The materials were also mentioned and it is not always clear why, whether it merely identifies for all the agreed upon technique, or if it was to safeguard the quality of the art and assure its permanence. I tend to agree that it was more the later. Notations regarding the use of blue pigment (lapis lazuli) and gold leaf are explicitly stated along with the price per round so that no cheaper substitution can be made by the artist. Lapis lazuli in 1485 was costing four florins for an ounce, such that an artist could not use the cheaper copper azurite . Tempera was not mentioned at all due to it being a common technique, however, oil painting was noted as it was a new emerging technique used by artists during this time period.
The contracts listed time limits as to when the work was to be completed, and these time limits were rarely met. Most of the commissions took longer and there were sometimes stipulations in the contract regarding residency of an artist during the contract, presumably to keep them on task. There were stipulations in the contract regarding not taking other work while working on that particular contract or the artist would forfeit deposits or payments. Some examples of timelines for work were paintings for a carved wooden altar which was to take eight months and took twenty-five years. An altar specified for eight years took approximately nineteen years. Another altarpiece which was specified for two and a half years was actually completed in three years, five months, one of the quickest. Stipulations regarding which work would be done "sua mano", by the master's own hand were also listed in the contract to insure the quality of the work and quite possibly contributed to the lengthening of the time frames as artistic masters were in high demand. The patrons were also to pay for the work once it was completed and there were a variety of accepted conventions for payment. There could be a 1) flat rate, 2) price determined after the completion of the work by means of an appraisal, 3) a ceiling price given in the initial contract but still subject to an appraisal, 4) or a minimum price also subject to an appraisal but with an added bonus should the work be especially praiseworthy. The arguments over who the appraiser would be and once the appraisal were done are similar to our modern day experiences with appraisals.
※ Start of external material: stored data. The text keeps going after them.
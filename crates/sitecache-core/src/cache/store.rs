use std::io::Write;
use std::path::{Path, PathBuf};

use chrono::{DateTime, Duration, Utc};
use serde::{Deserialize, Serialize};
use tracing::{debug, info, warn};

use super::seal::{Sealed, Sealer};
use super::StoreError;
use crate::auth::{CacheKey, Credential};

/// One persisted credential, as read back from the store
#[derive(Debug, Clone)]
pub struct CacheEntry {
    pub key: CacheKey,
    pub credential: Credential,
    pub created_at: DateTime<Utc>,
}

/// On-disk layout of an entry file
#[derive(Debug, Serialize, Deserialize)]
struct StoredEntry {
    key: CacheKey,
    provider: String,
    nonce: String,
    sealed_credential: String,
    expires_at: DateTime<Utc>,
    created_at: DateTime<Utc>,
}

#[derive(Debug, Clone, Copy, Default, PartialEq, Eq, Serialize)]
pub struct StoreStats {
    pub total: usize,
    pub valid: usize,
    pub expired: usize,
}

/// Durable key -> credential map, one JSON file per key.
///
/// Writes go to a temp file that is renamed over the entry, so readers see
/// either the old entry or the new one and never a partial file. Safe to share
/// between tasks and between processes pointed at the same directory.
pub struct CredentialStore {
    dir: PathBuf,
    safety_margin: Duration,
    sealer: Sealer,
}

impl CredentialStore {
    pub fn open(dir: impl Into<PathBuf>, safety_margin: Duration) -> Result<Self, StoreError> {
        let dir = dir.into();
        std::fs::create_dir_all(&dir)?;
        let sealer = Sealer::load_or_create(&dir)?;
        debug!(dir = %dir.display(), "Credential store opened");
        Ok(Self {
            dir,
            safety_margin,
            sealer,
        })
    }

    pub fn dir(&self) -> &Path {
        &self.dir
    }

    pub fn safety_margin(&self) -> Duration {
        self.safety_margin
    }

    fn entry_path(&self, key: &CacheKey) -> PathBuf {
        self.dir.join(format!("{}.json", key))
    }

    /// Cached credential for `key` if it is still usable now
    pub fn get(&self, key: &CacheKey) -> Option<Credential> {
        self.get_at(key, Utc::now())
    }

    /// Cached credential for `key` if `now < expires_at - safety_margin`.
    /// Unreadable entries are reported as a miss.
    pub fn get_at(&self, key: &CacheKey, now: DateTime<Utc>) -> Option<Credential> {
        match self.entry(key) {
            Ok(Some(entry)) if entry.credential.is_usable(now, self.safety_margin) => {
                debug!(
                    key = %key.short(),
                    expires_in = entry.credential.time_until_expiry(now).num_seconds(),
                    "Cache hit"
                );
                Some(entry.credential)
            }
            Ok(Some(_)) => {
                debug!(key = %key.short(), "Cache miss (expired or inside safety margin)");
                None
            }
            Ok(None) => {
                debug!(key = %key.short(), "Cache miss");
                None
            }
            Err(e) => {
                warn!(key = %key.short(), error = %e, "Unreadable cache entry, treating as miss");
                None
            }
        }
    }

    /// Read the raw entry for `key`, regardless of expiry
    pub fn entry(&self, key: &CacheKey) -> Result<Option<CacheEntry>, StoreError> {
        let contents = match std::fs::read_to_string(self.entry_path(key)) {
            Ok(contents) => contents,
            Err(e) if e.kind() == std::io::ErrorKind::NotFound => return Ok(None),
            Err(e) => return Err(e.into()),
        };
        let stored: StoredEntry = serde_json::from_str(&contents)?;
        if &stored.key != key {
            return Err(StoreError::Corrupt(format!(
                "entry file for {} holds key {}",
                key.short(),
                stored.key.short()
            )));
        }
        self.decode(stored).map(Some)
    }

    fn decode(&self, stored: StoredEntry) -> Result<CacheEntry, StoreError> {
        let secret = self.sealer.open(
            &Sealed {
                nonce: stored.nonce,
                ciphertext: stored.sealed_credential,
            },
            stored.key.as_str(),
        )?;
        Ok(CacheEntry {
            credential: Credential::new(secret, stored.expires_at, stored.provider),
            key: stored.key,
            created_at: stored.created_at,
        })
    }

    /// Insert or replace the entry for `key` in one atomic step
    pub fn put(&self, key: &CacheKey, credential: &Credential) -> Result<(), StoreError> {
        let sealed = self.sealer.seal(credential.secret(), key.as_str())?;
        let stored = StoredEntry {
            key: key.clone(),
            provider: credential.provider().to_string(),
            nonce: sealed.nonce,
            sealed_credential: sealed.ciphertext,
            expires_at: credential.expires_at(),
            created_at: Utc::now(),
        };
        let contents = serde_json::to_vec_pretty(&stored)?;

        let tmp_path = self
            .dir
            .join(format!(".{}.{:016x}.tmp", key, rand::random::<u64>()));
        if let Err(e) = write_synced(&tmp_path, &contents) {
            let _ = std::fs::remove_file(&tmp_path);
            return Err(e.into());
        }
        if let Err(e) = std::fs::rename(&tmp_path, self.entry_path(key)) {
            let _ = std::fs::remove_file(&tmp_path);
            return Err(e.into());
        }

        info!(
            key = %key.short(),
            principal = credential.principal().unwrap_or("unknown"),
            expires_at = %credential.expires_at(),
            "Credential cached"
        );
        Ok(())
    }

    /// Delete the entry for `key`; absent entries are not an error
    pub fn invalidate(&self, key: &CacheKey) -> Result<(), StoreError> {
        match std::fs::remove_file(self.entry_path(key)) {
            Ok(()) => {
                info!(key = %key.short(), "Credential invalidated");
                Ok(())
            }
            Err(e) if e.kind() == std::io::ErrorKind::NotFound => Ok(()),
            Err(e) => Err(e.into()),
        }
    }

    /// Keys of every entry file currently in the store
    fn keys(&self) -> Result<Vec<CacheKey>, StoreError> {
        let mut keys = Vec::new();
        for dir_entry in std::fs::read_dir(&self.dir)? {
            let path = dir_entry?.path();
            if path.extension().and_then(|e| e.to_str()) != Some("json") {
                continue;
            }
            if let Some(key) = path
                .file_stem()
                .and_then(|s| s.to_str())
                .and_then(CacheKey::parse)
            {
                keys.push(key);
            }
        }
        keys.sort();
        Ok(keys)
    }

    /// Remove entries past their absolute expiry, plus unreadable ones.
    /// Returns how many entries were removed.
    pub fn cleanup_expired(&self) -> Result<usize, StoreError> {
        let now = Utc::now();
        let mut removed = 0;
        for key in self.keys()? {
            let stale = match self.entry(&key) {
                Ok(Some(entry)) => entry.credential.is_expired(now),
                Ok(None) => false,
                Err(e) => {
                    debug!(key = %key.short(), error = %e, "Removing unreadable cache entry");
                    true
                }
            };
            if stale {
                self.invalidate(&key)?;
                removed += 1;
            }
        }
        if removed > 0 {
            info!(removed, "Cleaned up expired credentials");
        }
        Ok(removed)
    }

    pub fn stats(&self) -> Result<StoreStats, StoreError> {
        let now = Utc::now();
        let mut stats = StoreStats::default();
        for key in self.keys()? {
            stats.total += 1;
            match self.entry(&key) {
                Ok(Some(entry)) if !entry.credential.is_expired(now) => stats.valid += 1,
                Ok(None) => stats.total -= 1,
                _ => stats.expired += 1,
            }
        }
        Ok(stats)
    }
}

/// Write `contents` and flush them to disk before the caller renames the file
fn write_synced(path: &Path, contents: &[u8]) -> std::io::Result<()> {
    let mut file = std::fs::File::create(path)?;
    file.write_all(contents)?;
    file.sync_all()
}

// ============================================================================
// Tests
// ============================================================================
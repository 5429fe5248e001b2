//! Tests for pipeline description types

use super::*;

#[test]
fn test_stage_chain_for_surrogate_algorithms() {
    for algorithm in [Algorithm::Gpr, Algorithm::Dnn] {
        assert_eq!(
            stages_for(algorithm),
            &[Stage::Aggregate, Stage::MapWorkload, Stage::Recommend]
        );
    }
}

#[test]
fn test_stage_chain_for_rl_bypasses_mapping() {
    let stages = stages_for(Algorithm::Ddpg);
    assert_eq!(stages, &[Stage::TrainAgent, Stage::RecommendAgent]);
    assert!(!stages.contains(&Stage::MapWorkload));
}

#[test]
fn test_algorithm_serde_tags() {
    assert_eq!(serde_json::to_string(&Algorithm::Gpr).unwrap(), r#""GPR""#);
    assert_eq!(serde_json::to_string(&Algorithm::Dnn).unwrap(), r#""DNN""#);
    assert_eq!(serde_json::to_string(&Algorithm::Ddpg).unwrap(), r#""DDPG""#);
}

#[test]
fn test_payload_roundtrip() {
    let mut payload = StagePayload::for_observation(42);
    payload.bad = true;
    payload.knob_labels = vec!["a".into()];
    let json = serde_json::to_string(&payload).unwrap();
    let back: StagePayload = serde_json::from_str(&json).unwrap();
    assert_eq!(back.newest_observation_id, 42);
    assert!(back.bad);
    assert_eq!(back.knob_labels, vec!["a".to_string()]);
}
//! # afinar
//!
//! Knob-configuration recommendation pipeline for automated DBMS tuning.
//!
//! Each benchmark trial flows through a short chain of stages: the aggregator
//! assembles the session's training data (or samples a cold-start
//! configuration), the mapper matches the target against historical
//! workloads, the combiner merges both into a scaled optimization problem,
//! and the search asks a pluggable surrogate model for the next configuration
//! to try. A reinforcement-learning path drives a persistent per-session
//! agent instead.
//!
//! Surrogate internals (Gaussian-process and neural regressors, the RL agent,
//! the Latin-Hypercube generator) live behind the traits in [`surrogate`];
//! this crate owns the data handling, preprocessing, and stage semantics.
//!
//! ```no_run
//! use afinar::pipeline::{stages_for, Algorithm};
//!
//! for stage in stages_for(Algorithm::Gpr) {
//!     println!("{stage:?}");
//! }
//! ```

pub mod aggregate;
pub mod align;
pub mod catalog;
pub mod combine;
pub mod mapping;
pub mod params;
pub mod pipeline;
pub mod preprocess;
pub mod rl;
pub mod search;
pub mod store;
pub mod surrogate;

#[cfg(test)]
mod testutil;

pub use catalog::{Knob, KnobType, KnobValue, Metric, MetricPolarity};
pub use params::Hyperparameters;
pub use pipeline::{Algorithm, PipelineError, Stage, StagePayload};
pub use store::{InMemoryStore, Observation, Recommendation, Session, Store, TuningMode, Workload};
I found this to be an interesting dissertation replete with details that will aid me in my research of what a 16th/17th century artist would encounter in day to day life. I hope you found this information useful. I have also found contracts here on the Accademia de San Lucia.
Bibliography
Glasser, Hannelore. Artists’ contracts of the early Renaissance. New York : Garland Pub., 1977.
"The History of the Accademia Di San Luca, C. 1590–1635: Documents from the Archivio Di Stato Di Roma." The History of the Accademia Di San Luca, C. 1590–1635: Documents from the Archivio Di Stato Di Roma. N.p., n.d. Web.